Canadian actress (1930-1993)

Daphne Katherine Reid (4 November 1930 – 27 March 1993) was a Canadian actress, whose career spanned over 50 years on both stage and screen. She was described by the book Inspiring Women: A Celebration of Herstory as "the finest actress ever developed in Canada".

Born in England and raised in Ontario, Reid performed with the Stratford Festival before making her Broadway debut as Martha in the matinee cast of Who's Afraid of Virginia Woolf?; she went on to be nominated for two Tony Awards, Best Featured Actress in a Play for Dylan and Best Actress in a Play for Slapstick Tragedy. She played Linda Loman in the acclaimed 1984 revival of Death of a Salesman.

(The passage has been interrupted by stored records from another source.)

//! Command schemas and the type descriptors derived from them.
//!
//! A [`CommandSchema`] is what a command declares about itself: its fields
//! in wire order and any advisory defaults. [`TypeDescriptor::from_schema`]
//! checks the declaration once, at registration, and caches the parameter
//! bounds every later operation relies on.

use std::collections::{BTreeMap, BTreeSet};

use crate::error::{CmdError, ErrorCode};
use crate::types::FieldType;
use crate::value::Value;

/// Whether a field can be read and written by the engine.
#[derive(Debug, Clone, Copy, PartialEq, Eq, Default)]
pub enum FieldAccess {
    /// The field is part of the command's public surface.
    #[default]
    Public,
    /// The field is internal to the command type.
    Private,
}

/// A single field declaration.
#[derive(Debug, Clone, PartialEq)]
pub struct FieldSpec {
    name: String,
    ty: FieldType,
    embedded: bool,
    access: FieldAccess,
}

impl FieldSpec {
    /// Declares a public, named field.
    #[must_use]
    pub fn new(name: impl Into<String>, ty: FieldType) -> Self {
        Self {
            name: name.into(),
            ty,
            embedded: false,
            access: FieldAccess::Public,
        }
    }

    /// Marks the field as an embedded (anonymous) member.
    #[must_use]
    pub const fn embedded(mut self) -> Self {
        self.embedded = true;
        self
    }

    /// Marks the field as inaccessible to the engine.
    #[must_use]
    pub const fn private(mut self) -> Self {
        self.access = FieldAccess::Private;
        self
    }

    /// Returns the field name.
    #[must_use]
    pub const fn name(&self) -> &str {
        self.name.as_str()
    }

    /// Returns the declared type.
    #[must_use]
    pub const fn ty(&self) -> &FieldType {
        &self.ty
    }

    /// Returns `true` for embedded members.
    #[must_use]
    pub const fn is_embedded(&self) -> bool {
        self.embedded
    }

    /// Returns the field's accessibility.
    #[must_use]
    pub const fn access(&self) -> FieldAccess {
        self.access
    }
}

/// The declared shape of a command.
///
/// # Example
///
/// ```
/// use cmdwire::schema::{CommandSchema, TypeDescriptor};
/// use cmdwire::types::FieldType;
///
/// let schema = CommandSchema::new()
///     .field("hash", FieldType::String)
///     .optional("verbose", FieldType::Bool)
///     .with_default("verbose", true);
/// let descriptor = TypeDescriptor::from_schema(&schema).expect("valid schema");
/// assert_eq!((descriptor.min_params(), descriptor.max_params()), (1, 2));
/// ```
#[derive(Debug, Clone, Default, PartialEq)]
pub struct CommandSchema {
    fields: Vec<FieldSpec>,
    defaults: BTreeMap<String, Value>,
}

impl CommandSchema {
    /// Creates an empty schema.
    #[must_use]
    pub fn new() -> Self {
        Self::default()
    }

    /// Appends a field of type `ty`.
    #[must_use]
    pub fn field(self, name: impl Into<String>, ty: FieldType) -> Self {
        self.member(FieldSpec::new(name, ty))
    }

    /// Appends an optional field whose present values have type `inner`.
    #[must_use]
    pub fn optional(self, name: impl Into<String>, inner: FieldType) -> Self {
        self.member(FieldSpec::new(name, FieldType::optional(inner)))
    }

    /// Appends a prepared field declaration.
    #[must_use]
    pub fn member(mut self, spec: FieldSpec) -> Self {
        self.fields.push(spec);
        self
    }

    /// Declares the value an absent field is understood to take.
    ///
    /// The value must exactly match the optional field's inner type.
    #[must_use]
    pub fn with_default(mut self, name: impl Into<String>, value: impl Into<Value>) -> Self {
        self.defaults.insert(name.into(), value.into());
        self
    }

    /// Returns the declared fields in wire order.
    #[must_use]
    pub fn fields(&self) -> &[FieldSpec] {
        &self.fields
    }

    /// Returns the declared defaults keyed by field name.
    #[must_use]
    pub const fn defaults(&self) -> &BTreeMap<String, Value> {
        &self.defaults
    }
}

/// One validated field.
#[derive(Debug, Clone, PartialEq)]
pub struct FieldDescriptor {
    name: String,
    ty: FieldType,
    default: Option<Value>,
}

impl FieldDescriptor {
    /// Returns the field name.
    #[must_use]
    pub const fn name(&self) -> &str {
        self.name.as_str()
    }

    /// Returns the declared type.
    #[must_use]
    pub const fn ty(&self) -> &FieldType {
        &self.ty
    }

    /// Returns `true` when the field may be absent.
    #[must_use]
    pub const fn is_optional(&self) -> bool {
        self.ty.is_optional()
    }

    /// Returns the declared default, if any.
    #[must_use]
    pub const fn default_value(&self) -> Option<&Value> {
        self.default.as_ref()
    }
}

/// The validated, immutable description of a command type.
#[derive(Debug, Clone, PartialEq)]
pub struct TypeDescriptor {
    fields: Vec<FieldDescriptor>,
    min_params: usize,
    max_params: usize,
}

impl TypeDescriptor {
    /// Validates `schema` and derives its descriptor.
    ///
    /// # Errors
    ///
    /// Returns the schema error for the first offending field:
    /// [`ErrorCode::EmbeddedType`], [`ErrorCode::UnexportedField`],
    /// [`ErrorCode::DuplicateField`], [`ErrorCode::NonOptionalField`],
    /// [`ErrorCode::NonOptionalDefault`] or [`ErrorCode::MismatchedDefault`].
    /// A default naming no declared field fails with
    /// [`ErrorCode::UnusedDefault`].
    pub fn from_schema(schema: &CommandSchema) -> Result<Self, CmdError> {
        let mut fields = Vec::with_capacity(schema.fields().len());
        let mut seen = BTreeSet::new();
        let mut first_optional: Option<&str> = None;

        for (index, spec) in schema.fields().iter().enumerate() {
            let name = spec.name();
            let position = index + 1;
            if spec.is_embedded() {
                return Err(CmdError::new(
                    ErrorCode::EmbeddedType,
                    format!("embedded field #{position} '{name}' is not supported"),
                ));
            }
            if spec.access() == FieldAccess::Private {
                return Err(CmdError::new(
                    ErrorCode::UnexportedField,
                    format!("field #{position} '{name}' is not accessible"),
                ));
            }
            if !seen.insert(name) {
                return Err(CmdError::new(
                    ErrorCode::DuplicateField,
                    format!("field #{position} '{name}' is declared more than once"),
                ));
            }

            let ty = spec.ty();
            match (ty.is_optional(), first_optional) {
                (true, None) => first_optional = Some(name),
                (false, Some(optional)) => {
                    return Err(CmdError::new(
                        ErrorCode::NonOptionalField,
                        format!(
                            "required field #{position} '{name}' follows optional field '{optional}'"
                        ),
                    ));
                }
                _ => {}
            }

            let default = schema.defaults().get(name).cloned();
            if let Some(value) = &default {
                check_default(position, name, ty, value)?;
            }
            fields.push(FieldDescriptor {
                name: name.to_owned(),
                ty: ty.clone(),
                default,
            });
        }

        if let Some(unused) = schema.defaults().keys().find(|key| !seen.contains(key.as_str())) {
            return Err(CmdError::new(
                ErrorCode::UnusedDefault,
                format!("default for '{unused}' names no declared field"),
            ));
        }

        let min_params = fields.iter().filter(|field| !field.is_optional()).count();
        let max_params = fields.len();
        Ok(Self {
            fields,
            min_params,
            max_params,
        })
    }

    /// Returns the fields in wire order.
    #[must_use]
    pub fn fields(&self) -> &[FieldDescriptor] {
        &self.fields
    }

    /// Returns the number of required fields.
    #[must_use]
    pub const fn min_params(&self) -> usize {
        self.min_params
    }

    /// Returns the total number of fields.
    #[must_use]
    pub const fn max_params(&self) -> usize {
        self.max_params
    }

    /// Checks a parameter count against the descriptor's bounds.
    ///
    /// # Errors
    ///
    /// Returns an [`ErrorCode::NumParams`] error when `received` falls
    /// outside `min_params..=max_params`.
    pub fn check_num_params(&self, received: usize) -> Result<(), CmdError> {
        if (self.min_params..=self.max_params).contains(&received) {
            return Ok(());
        }
        let expected = if self.min_params == self.max_params {
            self.min_params.to_string()
        } else {
            format!("{} to {}", self.min_params, self.max_params)
        };
        Err(CmdError::new(
            ErrorCode::NumParams,
            format!("wrong number of params (expected {expected}, received {received})"),
        ))
    }
}

fn check_default(
    position: usize,
    name: &str,
    ty: &FieldType,
    value: &Value,
) -> Result<(), CmdError> {
    let FieldType::Ref(inner) = ty else {
        return Err(CmdError::new(
            ErrorCode::NonOptionalDefault,
            format!("required field #{position} '{name}' cannot declare a default"),
        ));
    };
    if inner.admits(value) {
        return Ok(());
    }
    Err(CmdError::new(
        ErrorCode::MismatchedDefault,
        format!(
            "default for field #{position} '{name}' must be type {inner} (got {})",
            value.type_name()
        ),
    ))
}

#[cfg(test)]
mod tests;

On screen, Reid won the Genie Award for Best Supporting Actress for her performance in Louis Malle's Atlantic City (1980). She was also nominated for a Golden Globe Award for Best Supporting Actress – Motion Picture for A Delicate Balance (1973) and Best Actress – Miniseries or Television Film for the 1985 television film of Death of a Salesman. She also won a Dora Mavor Moore Award, and the Earle Grey Award.

==Early life and education==
Reid was born on 4 November 1930 in London, England, the daughter of Canadian parents Walter Clarke Reid, a retired colonel of the Bengal Lancers in the Indian Army, and his wife Helen Isabel (née Moore). While Reid was still a toddler, she and her family moved back to Canada and settled in Oakville, Ontario.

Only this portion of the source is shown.